## WORK INSTRUCTIONS
Each record below should appear again exactly as written.

## Dataset entries
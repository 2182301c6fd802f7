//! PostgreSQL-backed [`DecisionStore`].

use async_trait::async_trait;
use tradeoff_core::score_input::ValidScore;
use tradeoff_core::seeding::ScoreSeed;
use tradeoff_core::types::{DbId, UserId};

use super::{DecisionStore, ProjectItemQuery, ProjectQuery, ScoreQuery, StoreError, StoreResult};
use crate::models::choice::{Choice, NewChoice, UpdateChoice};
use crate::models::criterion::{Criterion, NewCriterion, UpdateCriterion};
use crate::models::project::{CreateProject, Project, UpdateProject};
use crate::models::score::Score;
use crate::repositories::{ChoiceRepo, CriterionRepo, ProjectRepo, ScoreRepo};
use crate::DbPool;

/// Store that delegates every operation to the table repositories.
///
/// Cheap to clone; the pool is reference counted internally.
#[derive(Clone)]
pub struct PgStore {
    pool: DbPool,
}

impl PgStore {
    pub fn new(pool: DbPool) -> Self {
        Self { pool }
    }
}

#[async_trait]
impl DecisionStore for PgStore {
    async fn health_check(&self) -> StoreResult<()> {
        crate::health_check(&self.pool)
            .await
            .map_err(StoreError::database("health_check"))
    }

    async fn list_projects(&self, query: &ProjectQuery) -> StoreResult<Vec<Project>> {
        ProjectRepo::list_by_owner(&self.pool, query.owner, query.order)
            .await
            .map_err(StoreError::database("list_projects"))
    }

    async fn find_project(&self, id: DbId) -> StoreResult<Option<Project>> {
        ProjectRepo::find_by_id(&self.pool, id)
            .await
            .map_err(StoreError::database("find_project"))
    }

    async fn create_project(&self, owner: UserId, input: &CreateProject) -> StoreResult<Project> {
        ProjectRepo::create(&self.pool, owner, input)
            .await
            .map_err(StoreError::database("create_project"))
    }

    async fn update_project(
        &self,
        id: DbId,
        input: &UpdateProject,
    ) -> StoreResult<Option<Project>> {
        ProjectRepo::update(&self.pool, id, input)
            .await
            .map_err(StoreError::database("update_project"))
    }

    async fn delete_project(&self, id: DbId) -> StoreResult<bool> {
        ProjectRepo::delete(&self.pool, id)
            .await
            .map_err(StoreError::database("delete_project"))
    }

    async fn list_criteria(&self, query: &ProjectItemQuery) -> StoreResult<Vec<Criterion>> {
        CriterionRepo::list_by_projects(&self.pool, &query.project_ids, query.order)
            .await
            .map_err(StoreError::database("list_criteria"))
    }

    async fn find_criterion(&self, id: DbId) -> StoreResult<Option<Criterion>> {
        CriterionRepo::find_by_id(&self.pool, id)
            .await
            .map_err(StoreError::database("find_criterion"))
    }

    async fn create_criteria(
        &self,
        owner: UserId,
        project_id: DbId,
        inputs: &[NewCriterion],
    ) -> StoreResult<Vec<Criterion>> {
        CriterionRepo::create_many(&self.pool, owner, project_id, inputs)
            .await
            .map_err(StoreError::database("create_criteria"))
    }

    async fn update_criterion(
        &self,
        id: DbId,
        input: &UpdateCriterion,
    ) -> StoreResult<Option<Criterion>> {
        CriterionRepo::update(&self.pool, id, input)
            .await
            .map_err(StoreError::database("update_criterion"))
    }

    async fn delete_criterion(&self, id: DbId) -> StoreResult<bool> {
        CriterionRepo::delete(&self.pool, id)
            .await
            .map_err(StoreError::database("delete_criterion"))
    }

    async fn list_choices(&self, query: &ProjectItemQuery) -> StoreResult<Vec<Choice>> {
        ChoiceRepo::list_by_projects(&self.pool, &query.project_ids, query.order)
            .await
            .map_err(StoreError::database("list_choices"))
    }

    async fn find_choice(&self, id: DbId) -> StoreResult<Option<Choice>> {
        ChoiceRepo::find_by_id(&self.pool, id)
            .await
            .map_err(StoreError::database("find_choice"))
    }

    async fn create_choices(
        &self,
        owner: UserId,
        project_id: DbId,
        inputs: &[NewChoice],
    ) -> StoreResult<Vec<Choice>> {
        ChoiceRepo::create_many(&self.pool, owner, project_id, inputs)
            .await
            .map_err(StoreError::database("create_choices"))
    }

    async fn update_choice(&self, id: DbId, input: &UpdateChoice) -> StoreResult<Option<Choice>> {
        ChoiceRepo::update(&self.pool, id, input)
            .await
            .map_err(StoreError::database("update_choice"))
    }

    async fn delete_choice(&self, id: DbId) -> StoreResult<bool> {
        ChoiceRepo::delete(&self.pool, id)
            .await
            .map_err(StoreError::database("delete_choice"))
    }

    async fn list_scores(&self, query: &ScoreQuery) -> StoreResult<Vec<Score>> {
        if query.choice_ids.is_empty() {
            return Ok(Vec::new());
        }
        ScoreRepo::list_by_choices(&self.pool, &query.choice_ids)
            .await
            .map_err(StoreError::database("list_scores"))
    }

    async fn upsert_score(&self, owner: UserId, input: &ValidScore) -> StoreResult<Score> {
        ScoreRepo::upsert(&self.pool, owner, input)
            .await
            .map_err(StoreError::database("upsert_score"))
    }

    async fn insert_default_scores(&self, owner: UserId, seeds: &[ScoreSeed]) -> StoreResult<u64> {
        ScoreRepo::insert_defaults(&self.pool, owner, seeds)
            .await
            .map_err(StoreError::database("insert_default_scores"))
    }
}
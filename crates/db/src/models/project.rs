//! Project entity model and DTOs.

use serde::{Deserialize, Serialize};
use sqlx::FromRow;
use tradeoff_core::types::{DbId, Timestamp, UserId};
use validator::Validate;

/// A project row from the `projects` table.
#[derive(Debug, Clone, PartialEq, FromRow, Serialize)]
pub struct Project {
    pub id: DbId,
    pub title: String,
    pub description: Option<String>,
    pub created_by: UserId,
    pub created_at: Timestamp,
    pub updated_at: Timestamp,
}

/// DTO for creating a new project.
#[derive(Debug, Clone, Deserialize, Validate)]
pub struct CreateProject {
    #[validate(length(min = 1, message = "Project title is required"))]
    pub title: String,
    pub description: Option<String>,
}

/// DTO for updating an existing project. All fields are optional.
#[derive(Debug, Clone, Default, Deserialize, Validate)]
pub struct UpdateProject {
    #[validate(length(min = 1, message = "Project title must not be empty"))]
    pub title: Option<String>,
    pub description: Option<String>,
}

## PROBLEM SOLUTION
repository 2182301c6fd802f7
//! PostgreSQL-backed [`DecisionStore`].

use async_trait::async_trait;
use tradeoff_core::score_input::ValidScore;
use tradeoff_core::seeding::ScoreSeed;
use tradeoff_core::types::{DbId, UserId};

use super::{DecisionStore, ProjectItemQuery, ProjectQuery, ScoreQuery, StoreError, StoreResult};
use crate::models::choice::{Choice, NewChoice, UpdateChoice};
use crate::models::criterion::{Criterion, NewCriterion, UpdateCriterion};
use crate::models::project::{CreateProject, Project, UpdateProject};
use crate::models::score::Score;
use crate::repositories::{ChoiceRepo, CriterionRepo, ProjectRepo, ScoreRepo};
use crate::DbPool;

/// Store that delegates every operation to the table repositories.
///
/// Cheap to clone; the pool is reference counted internally.
#[derive(Clone)]
pub struct PgStore {
    pool: DbPool,
}

impl PgStore {
    pub fn new(pool: DbPool) -> Self {
        Self { pool }
    }
}

#[async_trait]
impl DecisionStore for PgStore {
    async fn health_check(&self) -> StoreResult<()> {
        crate::health_check(&self.pool)
            .await
            .map_err(StoreError::database("health_check"))
    }

    async fn list_projects(&self, query: &ProjectQuery) -> StoreResult<Vec<Project>> {
        ProjectRepo::list_by_owner(&self.pool, query.owner, query.order)
            .await
            .map_err(StoreError::database("list_projects"))
    }

    async fn find_project(&self, id: DbId) -> StoreResult<Option<Project>> {
        ProjectRepo::find_by_id(&self.pool, id)
            .await
            .map_err(StoreError::database("find_project"))
    }

    async fn create_project(&self, owner: UserId, input: &CreateProject) -> StoreResult<Project> {
        ProjectRepo::create(&self.pool, owner, input)
            .await
            .map_err(StoreError::database("create_project"))
    }

    async fn update_project(
        &self,
        id: DbId,
        input: &UpdateProject,
    ) -> StoreResult<Option<Project>> {
        ProjectRepo::update(&self.pool, id, input)
            .await
            .map_err(StoreError::database("update_project"))
    }

    async fn delete_project(&self, id: DbId) -> StoreResult<bool> {
        ProjectRepo::delete(&self.pool, id)
            .await
            .map_err(StoreError::database("delete_project"))
    }

    async fn list_criteria(&self, query: &ProjectItemQuery) -> StoreResult<Vec<Criterion>> {
        CriterionRepo::list_by_projects(&self.pool, &query.project_ids, query.order)
            .await
            .map_err(StoreError::database("list_criteria"))
    }

    async fn find_criterion(&self, id: DbId) -> StoreResult<Option<Criterion>> {
        CriterionRepo::find_by_id(&self.pool, id)
            .await
            .map_err(StoreError::database("find_criterion"))
    }

    async fn create_criteria(
        &self,
        owner: UserId,
        project_id: DbId,
        inputs: &[NewCriterion],
    ) -> StoreResult<Vec<Criterion>> {
        CriterionRepo::create_many(&self.pool, owner, project_id, inputs)
            .await
            .map_err(StoreError::database("create_criteria"))
    }

    async fn update_criterion(
        &self,
        id: DbId,
        input: &UpdateCriterion,
    ) -> StoreResult<Option<Criterion>> {
        CriterionRepo::update(&self.pool, id, input)
            .await
            .map_err(StoreError::database("update_criterion"))
    }

    async fn delete_criterion(&self, id: DbId) -> StoreResult<bool> {
        CriterionRepo::delete(&self.pool, id)
            .await
            .map_err(StoreError::database("delete_criterion"))
    }

    async fn list_choices(&self, query: &ProjectItemQuery) -> StoreResult<Vec<Choice>> {
        ChoiceRepo::list_by_projects(&self.pool, &query.project_ids, query.order)
            .await
            .map_err(StoreError::database("list_choices"))
    }

    async fn find_choice(&self, id: DbId) -> StoreResult<Option<Choice>> {
        ChoiceRepo::find_by_id(&self.pool, id)
            .await
            .map_err(StoreError::database("find_choice"))
    }

    async fn create_choices(
        &self,
        owner: UserId,
        project_id: DbId,
        inputs: &[NewChoice],
    ) -> StoreResult<Vec<Choice>> {
        ChoiceRepo::create_many(&self.pool, owner, project_id, inputs)
            .await
            .map_err(StoreError::database("create_choices"))
    }

    async fn update_choice(&self, id: DbId, input: &UpdateChoice) -> StoreResult<Option<Choice>> {
        ChoiceRepo::update(&self.pool, id, input)
            .await
            .map_err(StoreError::database("update_choice"))
    }

    async fn delete_choice(&self, id: DbId) -> StoreResult<bool> {
        ChoiceRepo::delete(&self.pool, id)
            .await
            .map_err(StoreError::database("delete_choice"))
    }

    async fn list_scores(&self, query: &ScoreQuery) -> StoreResult<Vec<Score>> {
        if query.choice_ids.is_empty() {
            return Ok(Vec::new());
        }
        ScoreRepo::list_by_choices(&self.pool, &query.choice_ids)
            .await
            .map_err(StoreError::database("list_scores"))
    }

    async fn upsert_score(&self, owner: UserId, input: &ValidScore) -> StoreResult<Score> {
        ScoreRepo::upsert(&self.pool, owner, input)
            .await
            .map_err(StoreError::database("upsert_score"))
    }

    async fn insert_default_scores(&self, owner: UserId, seeds: &[ScoreSeed]) -> StoreResult<u64> {
        ScoreRepo::insert_defaults(&self.pool, owner, seeds)
            .await
            .map_err(StoreError::database("insert_default_scores"))
    }
}
filename crates/db/src/models/project.rs
//! Project entity model and DTOs.

use serde::{Deserialize, Serialize};
use sqlx::FromRow;
use tradeoff_core::types::{DbId, Timestamp, UserId};
use validator::Validate;

/// A project row from the `projects` table.
#[derive(Debug, Clone, PartialEq, FromRow, Serialize)]
pub struct Project {
    pub id: DbId,
    pub title: String,
    pub description: Option<String>,
    pub created_by: UserId,
    pub created_at: Timestamp,
    pub updated_at: Timestamp,
}

/// DTO for creating a new project.
#[derive(Debug, Clone, Deserialize, Validate)]
pub struct CreateProject {
    #[validate(length(min = 1, message = "Project title is required"))]
    pub title: String,
    pub description: Option<String>,
}

/// DTO for updating an existing project. All fields are optional.
#[derive(Debug, Clone, Default, Deserialize, Validate)]
pub struct UpdateProject {
    #[validate(length(min = 1, message = "Project title must not be empty"))]
    pub title: Option<String>,
    pub description: Option<String>,
}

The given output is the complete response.